Saved data entries ->

_ _ _ _

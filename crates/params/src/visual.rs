use appearance_common::ParamId;
use glam::Vec3;
use serde::{Deserialize, Serialize};

/// Inclusive `[min, max]` weight range.
#[derive(Debug, Clone, Copy, PartialEq, Serialize, Deserialize)]
pub struct WeightRange {
    pub min: f32,
    pub max: f32,
}

impl WeightRange {
    pub fn new(min: f32, max: f32) -> Self {
        Self { min, max }
    }

    pub fn clamp(&self, value: f32) -> f32 {
        value.clamp(self.min, self.max)
    }

    /// Position of `value` inside the range, in `[0, 1]`.
    pub fn normalize(&self, value: f32) -> f32 {
        if self.max > self.min {
            ((value - self.min) / (self.max - self.min)).clamp(0.0, 1.0)
        } else {
            0.0
        }
    }
}

/// Per-vertex displacement a shape parameter applies at full weight.
///
/// Only the summary queries are provided here; the skinning collaborator owns
/// the actual deformation.
#[derive(Debug, Clone, Default, PartialEq, Serialize, Deserialize)]
pub struct MorphDistortion {
    pub deltas: Vec<Vec3>,
}

impl MorphDistortion {
    pub fn new(deltas: Vec<Vec3>) -> Self {
        Self { deltas }
    }

    /// Sum of displacement lengths.
    pub fn total(&self) -> f32 {
        self.deltas.iter().map(|d| d.length()).sum()
    }

    /// Mean absolute displacement per axis.
    pub fn average(&self) -> Vec3 {
        if self.deltas.is_empty() {
            return Vec3::ZERO;
        }
        let sum: Vec3 = self.deltas.iter().map(|d| d.abs()).sum();
        sum / self.deltas.len() as f32
    }

    /// Longest single displacement.
    pub fn max(&self) -> f32 {
        self.deltas
            .iter()
            .map(|d| d.length())
            .fold(0.0, f32::max)
    }

    pub fn vertex(&self, index: usize) -> Vec3 {
        self.deltas.get(index).copied().unwrap_or(Vec3::ZERO)
    }
}

/// A named scalar appearance control.
#[derive(Debug, Clone, PartialEq)]
pub struct VisualParam {
    id: ParamId,
    name: String,
    range: WeightRange,
    default_weight: f32,
    weight: f32,
    animating: bool,
    last_weight: f32,
    target_weight: f32,
    distortion: Option<MorphDistortion>,
}

impl VisualParam {
    /// Create a parameter at its default weight. The default is clamped into range.
    ///
    /// Returns `None` when the range is inverted or not finite.
    pub fn new(id: ParamId, name: impl Into<String>, min: f32, max: f32, default: f32) -> Option<Self> {
        if !(min.is_finite() && max.is_finite() && default.is_finite()) || min > max {
            return None;
        }
        let range = WeightRange::new(min, max);
        let default_weight = range.clamp(default);
        Some(Self {
            id,
            name: name.into(),
            range,
            default_weight,
            weight: default_weight,
            animating: false,
            last_weight: default_weight,
            target_weight: default_weight,
            distortion: None,
        })
    }

    pub fn with_distortion(mut self, distortion: MorphDistortion) -> Self {
        self.distortion = Some(distortion);
        self
    }

    pub fn id(&self) -> ParamId {
        self.id
    }

    pub fn name(&self) -> &str {
        &self.name
    }

    pub fn range(&self) -> WeightRange {
        self.range
    }

    pub fn min(&self) -> f32 {
        self.range.min
    }

    pub fn max(&self) -> f32 {
        self.range.max
    }

    pub fn default_weight(&self) -> f32 {
        self.default_weight
    }

    pub fn weight(&self) -> f32 {
        self.weight
    }

    /// Weight mapped into `[0, 1]` across the parameter's range.
    pub fn normalized_weight(&self) -> f32 {
        self.range.normalize(self.weight)
    }

    pub fn is_animating(&self) -> bool {
        self.animating
    }

    pub fn target_weight(&self) -> f32 {
        self.target_weight
    }

    pub fn distortion(&self) -> Option<&MorphDistortion> {
        self.distortion.as_ref()
    }

    /// Store a new weight. Clamped unless animating, where overshoot is kept.
    ///
    /// Returns whether the stored weight changed. Non-finite input is ignored.
    pub fn set_weight(&mut self, weight: f32) -> bool {
        if !weight.is_finite() {
            tracing::warn!(param = %self.id, weight, "ignoring non-finite weight");
            return false;
        }
        let next = if self.animating {
            weight
        } else {
            self.range.clamp(weight)
        };
        let changed = next != self.weight;
        self.weight = next;
        changed
    }

    pub(crate) fn set_animating(&mut self, animating: bool) {
        self.animating = animating;
    }

    /// Begin interpolating from the current weight towards `target` (clamped).
    pub(crate) fn start_animation(&mut self, target: f32) {
        self.last_weight = self.weight;
        self.target_weight = self.range.clamp(target);
        self.animating = true;
    }

    /// Weight `delta` of the way from the animation start to its target.
    pub(crate) fn interpolated(&self, delta: f32) -> f32 {
        self.last_weight + (self.target_weight - self.last_weight) * delta
    }

    /// Leave animation mode; returns the weight to settle on.
    pub(crate) fn stop_animation(&mut self) -> f32 {
        self.animating = false;
        self.target_weight
    }
}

_ _ _ _

INSTRUCTIONS TO FOLLOW -> Please output the complete data exactly.

EXERCISE RESPONSE ->
filename crates/params/src/visual.rs
use appearance_common::ParamId;
use glam::Vec3;
use serde::{Deserialize, Serialize};

/// Inclusive `[min, max]` weight range.
#[derive(Debug, Clone, Copy, PartialEq, Serialize, Deserialize)]
pub struct WeightRange {
    pub min: f32,
    pub max: f32,
}

impl WeightRange {
    pub fn new(min: f32, max: f32) -> Self {
        Self { min, max }
    }

    pub fn clamp(&self, value: f32) -> f32 {
        value.clamp(self.min, self.max)
    }

    /// Position of `value` inside the range, in `[0, 1]`.
    pub fn normalize(&self, value: f32) -> f32 {
        if self.max > self.min {
            ((value - self.min) / (self.max - self.min)).clamp(0.0, 1.0)
        } else {
            0.0
        }
    }
}

/// Per-vertex displacement a shape parameter applies at full weight.
///
/// Only the summary queries are provided here; the skinning collaborator owns
/// the actual deformation.
#[derive(Debug, Clone, Default, PartialEq, Serialize, Deserialize)]
pub struct MorphDistortion {
    pub deltas: Vec<Vec3>,
}

impl MorphDistortion {
    pub fn new(deltas: Vec<Vec3>) -> Self {
        Self { deltas }
    }

    /// Sum of displacement lengths.
    pub fn total(&self) -> f32 {
        self.deltas.iter().map(|d| d.length()).sum()
    }

    /// Mean absolute displacement per axis.
    pub fn average(&self) -> Vec3 {
        if self.deltas.is_empty() {
            return Vec3::ZERO;
        }
        let sum: Vec3 = self.deltas.iter().map(|d| d.abs()).sum();
        sum / self.deltas.len() as f32
    }

    /// Longest single displacement.
    pub fn max(&self) -> f32 {
        self.deltas
            .iter()
            .map(|d| d.length())
            .fold(0.0, f32::max)
    }

    pub fn vertex(&self, index: usize) -> Vec3 {
        self.deltas.get(index).copied().unwrap_or(Vec3::ZERO)
    }
}

/// A named scalar appearance control.
#[derive(Debug, Clone, PartialEq)]
pub struct VisualParam {
    id: ParamId,
    name: String,
    range: WeightRange,
    default_weight: f32,
    weight: f32,
    animating: bool,
    last_weight: f32,
    target_weight: f32,
    distortion: Option<MorphDistortion>,
}

impl VisualParam {
    /// Create a parameter at its default weight. The default is clamped into range.
    ///
    /// Returns `None` when the range is inverted or not finite.
    pub fn new(id: ParamId, name: impl Into<String>, min: f32, max: f32, default: f32) -> Option<Self> {
        if !(min.is_finite() && max.is_finite() && default.is_finite()) || min > max {
            return None;
        }
        let range = WeightRange::new(min, max);
        let default_weight = range.clamp(default);
        Some(Self {
            id,
            name: name.into(),
            range,
            default_weight,
            weight: default_weight,
            animating: false,
            last_weight: default_weight,
            target_weight: default_weight,
            distortion: None,
        })
    }

    pub fn with_distortion(mut self, distortion: MorphDistortion) -> Self {
        self.distortion = Some(distortion);
        self
    }

    pub fn id(&self) -> ParamId {
        self.id
    }

    pub fn name(&self) -> &str {
        &self.name
    }

    pub fn range(&self) -> WeightRange {
        self.range
    }

    pub fn min(&self) -> f32 {
        self.range.min
    }

    pub fn max(&self) -> f32 {
        self.range.max
    }

    pub fn default_weight(&self) -> f32 {
        self.default_weight
    }

    pub fn weight(&self) -> f32 {
        self.weight
    }

    /// Weight mapped into `[0, 1]` across the parameter's range.
    pub fn normalized_weight(&self) -> f32 {
        self.range.normalize(self.weight)
    }

    pub fn is_animating(&self) -> bool {
        self.animating
    }

    pub fn target_weight(&self) -> f32 {
        self.target_weight
    }

    pub fn distortion(&self) -> Option<&MorphDistortion> {
        self.distortion.as_ref()
    }

    /// Store a new weight. Clamped unless animating, where overshoot is kept.
    ///
    /// Returns whether the stored weight changed. Non-finite input is ignored.
    pub fn set_weight(&mut self, weight: f32) -> bool {
        if !weight.is_finite() {
            tracing::warn!(param = %self.id, weight, "ignoring non-finite weight");
            return false;
        }
        let next = if self.animating {
            weight
        } else {
            self.range.clamp(weight)
        };
        let changed = next != self.weight;
        self.weight = next;
        changed
    }

    pub(crate) fn set_animating(&mut self, animating: bool) {
        self.animating = animating;
    }

    /// Begin interpolating from the current weight towards `target` (clamped).
    pub(crate) fn start_animation(&mut self, target: f32) {
        self.last_weight = self.weight;
        self.target_weight = self.range.clamp(target);
        self.animating = true;
    }

    /// Weight `delta` of the way from the animation start to its target.
    pub(crate) fn interpolated(&self, delta: f32) -> f32 {
        self.last_weight + (self.target_weight - self.last_weight) * delta
    }

    /// Leave animation mode; returns the weight to settle on.
    pub(crate) fn stop_animation(&mut self) -> f32 {
        self.animating = false;
        self.target_weight
    }
}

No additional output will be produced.